It is important not to get carried away—after all, West Bromwich Albion are not very good, and while Brighton have been unlucky, they are also starting to look not very good. But, after a Premier League season that has been a chore, Arsenal are not only winning again, but playing good football again. Indeed, that Arsenal are playing good football provides a source of hope that the Gunners’ league position will continue to improve. Arsenal’s revitalization then, is because of the better football that the team is playing, one that has come about because of personnel and coaching changes.
The personnel changes are obvious: Bukayo Saka has moved to the right hand side, and Emile Smith Rowe has come in to a number 10 position, as Mikel Arteta has returned to a 4-2-3-1 system. But the impact that the personnel changes have had is tactical, just as the inability for Arsenal to create and control games was tactical.
Broadly speaking, this is Arteta’s third system since becoming Arsenal’s manager a year ago. He started with a 4-2-3-1 that saw an attacking left back, then Bukayo Saka, with Granit Xhaka dropping in to the position to almost create a back three, with the right back having a more reserved role. After Project Restart, Arteta moved to a back three, but one that had a complicated role for the left wing back and allowed the left centre back, often Kieran Tierney, to overlap and push forward when in possession. This season, Arteta has dallied between a back three and a back four, but one with similar principles to the Project Restart shape.
The difference this season has been prescripted moves; indeed, Arteta has almost overcoached the attack, setting the team up to get into positions to cross the ball more, especially as Arsenal’s attack has spluttered. What Arteta has done in recent weeks is simplified everything: he’s returned to a 4-2-3-1, with less instruction. There is still instruction, especially in the way that Arsenal build out of the back, but there is now an allowance for free-styling—one that is further allowed because of personnel decisions.
First of all, Arsenal have increased the number of partnerships across the pitch. On the left hand side, Tierney has had existent partnerships with Pierre-Emerick Aubameyang and Gabriel Martinelli—in part because both like to come inside, leaving space open for Tierney to drive into. Having struggled with his final ball earlier in the season, Tierney has gotten into far better positions, in part because there is the space for him to run into.
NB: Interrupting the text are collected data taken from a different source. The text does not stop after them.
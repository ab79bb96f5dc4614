//! Validation utilities shared by the engine crates

use super::types::{Error, Result};

/// Validate a parameter condition
#[inline(always)]
pub fn parameter(condition: bool, context: &'static str, message: &'static str) -> Result<()> {
    if !condition {
        return Err(Error::param(context, message));
    }
    Ok(())
}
Moving Saka to the right has allowed Arsenal to put forward their best right-hand side all season. Saka’s versatility, both in terms of position but also in terms of style, has allowed Bellerín to take up more roles: he can move inside with the ball, as Saka goes on the outside, or he can push on the overlap, with Saka coming infield to facilitate and create. Saka’s comfort going on the outside and coming inside allows Bellerín to be diverse in his movement; it also means that, unlike with some of Arsenal’s other right-sided players, there isn’t the demand on Bellerín that there has been.
Emile Smith Rowe has, of course, been added to the team, and that addition at number 10 has been important. But so too has moving Saka to the right. Saka’s inclination is to come inside, and because he is a ball-player, looking to combine and create, that funnels more of Arsenal’s passing through the middle, rather than the dreaded ‘U’ shape. That Saka has an understanding with Smith Rowe, something that the latter spoke about after Arsenal’s 1-0 win against Brighton, adds to Arsenal’s improved creativity. Rather than having to establish automatisms, the automatisms are there, based on years of playing together. That, then has an influence on Lacazette, who has a smaller space to play in, and players looking to combine and run beyond him, as Saka and Smith Rowe did for the former’s goal.
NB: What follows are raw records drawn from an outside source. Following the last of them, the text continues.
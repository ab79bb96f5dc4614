//! 8-bit Cipher Feedback (CFB) mode
//!
//! One byte is processed per block encryption. The register shifts left by
//! one byte and takes in the ciphertext byte just produced or consumed.

use super::super::BlockCipher;
use super::{feedback_register, ModeOfOperation};
use crate::error::Result;
use mcrypt_common::security::SecretVec;

/// 8-bit CFB mode
pub struct Cfb<B: BlockCipher> {
    cipher: B,
    register: SecretVec,
    scratch: SecretVec,
}

impl<B: BlockCipher> Cfb<B> {
    /// Creates a new CFB mode instance with an IV of one block
    pub fn new(cipher: B, iv: &[u8]) -> Result<Self> {
        let register = feedback_register(&cipher, iv, "CFB initialization vector")?;
        let scratch = SecretVec::zeroed(iv.len());
        Ok(Self {
            cipher,
            register,
            scratch,
        })
    }

    /// Encrypt the register and return the leading keystream byte
    fn next_keystream_byte(&mut self) -> Result<u8> {
        self.scratch
            .as_mut_slice()
            .copy_from_slice(self.register.as_slice());
        self.cipher.encrypt_block(self.scratch.as_mut_slice())?;
        Ok(self.scratch.as_slice()[0])
    }

    fn shift_in(&mut self, byte: u8) {
        let register = self.register.as_mut_slice();
        register.copy_within(1.., 0);
        if let Some(last) = register.last_mut() {
            *last = byte;
        }
    }
}

impl<B: BlockCipher> ModeOfOperation for Cfb<B> {
    fn encrypt(&mut self, data: &mut [u8]) -> Result<()> {
        for byte in data.iter_mut() {
            *byte ^= self.next_keystream_byte()?;
            self.shift_in(*byte);
        }
        Ok(())
    }

    fn decrypt(&mut self, data: &mut [u8]) -> Result<()> {
        for byte in data.iter_mut() {
            let ciphertext = *byte;
            *byte ^= self.next_keystream_byte()?;
            self.shift_in(ciphertext);
        }
        Ok(())
    }
}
Smith Rowe’s biggest addition to the team has been the positions he takes up; Smith Rowe drifts from side to side, giving Arsenal someone who will receive the ball and pass it further forward in positions between the lines, with the added ball security allowing Arsenal to keep possession 30 yards higher up the pitch. But beyond that, Smith Rowe looks to get into the box, to gamble on. When Lacazette scored his first goal on Saturday, he was one of four Arsenal players in the penalty box, with his shot coming after Smith Rowe had gambled, and gotten a shot after Semi Ajayi’s clearance went off the post.
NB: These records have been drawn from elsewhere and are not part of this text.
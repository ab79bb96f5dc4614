//! File-backed streaming through the stream driver

use std::fs::{self, File};
use std::io::{BufReader, BufWriter};

use mcrypt_engine::{decrypt_file, encrypt_file, StreamOptions};
use mcrypt_tests::fixtures::{data, keyed};
use tempfile::tempdir;

#[test]
fn file_round_trip_with_fixlength() {
    let dir = tempdir().unwrap();
    let plain_path = dir.path().join("plain.bin");
    let cipher_path = dir.path().join("cipher.bin");
    let out_path = dir.path().join("out.bin");

    // several chunks plus a partial block
    let plaintext = data(16 * 1024 * 3 + 5, 21);
    fs::write(&plain_path, &plaintext).unwrap();

    let mut ctx = keyed("rijndael-128", "cbc", 22);
    encrypt_file(
        &mut ctx,
        BufReader::new(File::open(&plain_path).unwrap()),
        BufWriter::new(File::create(&cipher_path).unwrap()),
    )
    .unwrap();

    let ciphertext = fs::read(&cipher_path).unwrap();
    assert_eq!(ciphertext.len(), (plaintext.len() / 16 + 1) * 16);

    ctx.reinit().unwrap();
    ctx.decrypt_file(
        File::open(&cipher_path).unwrap(),
        File::create(&out_path).unwrap(),
        &StreamOptions::for_decrypt().with_fixlength(true),
    )
    .unwrap();
    assert_eq!(fs::read(&out_path).unwrap(), plaintext);
}

#[test]
fn file_round_trip_with_padding() {
    let dir = tempdir().unwrap();
    let cipher_path = dir.path().join("cipher.bin");
    let out_path = dir.path().join("out.bin");
    let plaintext = data(1000, 23);

    let mut ctx = keyed("idea", "nofb", 24);
    ctx.encrypt_file(
        &plaintext[..],
        File::create(&cipher_path).unwrap(),
        &StreamOptions::for_encrypt()
            .with_fixlength(false)
            .with_buffer_blocks(7),
    )
    .unwrap();
    assert_eq!(fs::metadata(&cipher_path).unwrap().len(), 1000);

    ctx.reinit().unwrap();
    decrypt_file(
        &mut ctx,
        File::open(&cipher_path).unwrap(),
        File::create(&out_path).unwrap(),
    )
    .unwrap();
    assert_eq!(fs::read(&out_path).unwrap(), plaintext);
}

#[test]
fn stream_cipher_file_keeps_length() {
    let dir = tempdir().unwrap();
    let cipher_path = dir.path().join("cipher.bin");
    let plaintext = data(4099, 25);

    let mut ctx = keyed("arcfour", "stream", 26);
    encrypt_file(&mut ctx, &plaintext[..], File::create(&cipher_path).unwrap()).unwrap();
    let ciphertext = fs::read(&cipher_path).unwrap();
    assert_eq!(ciphertext.len(), plaintext.len());

    ctx.reinit().unwrap();
    assert_eq!(ctx.decrypt(&ciphertext, false).unwrap(), plaintext);
}

#[test]
fn empty_file() {
    let dir = tempdir().unwrap();
    let cipher_path = dir.path().join("cipher.bin");

    let mut ctx = keyed("idea", "cbc", 27);
    encrypt_file(&mut ctx, std::io::empty(), File::create(&cipher_path).unwrap()).unwrap();
    assert_eq!(fs::metadata(&cipher_path).unwrap().len(), 8);

    ctx.reinit().unwrap();
    let mut out = Vec::new();
    ctx.decrypt_file(
        File::open(&cipher_path).unwrap(),
        &mut out,
        &StreamOptions::for_decrypt().with_fixlength(true),
    )
    .unwrap();
    assert!(out.is_empty());
}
Arteta’s changes have been simple, and they have worked. Arsenal still carry some of his trademarks: working the ball from back to front, and attacking in five channels. But after spending November and the early part of December excessively coaching Arsenal’s attack, essentially stifling it through his demand of getting the ball wide into a position to cross at all costs, Arteta has let go of the handbrake, letting the partnerships of the players come to the fore. In that sense, it is reminiscent of Guardiola, with Thierry Henry saying, “He used to say to us the first time he took the team, ‘my job is to take you up to the last third, your job is to finish it’.” For Arteta, then, the challenge will be how to maintain Arsenal’s new found flair in the final third, and how he reacts when teams come up with new ways to keep the Gunners out.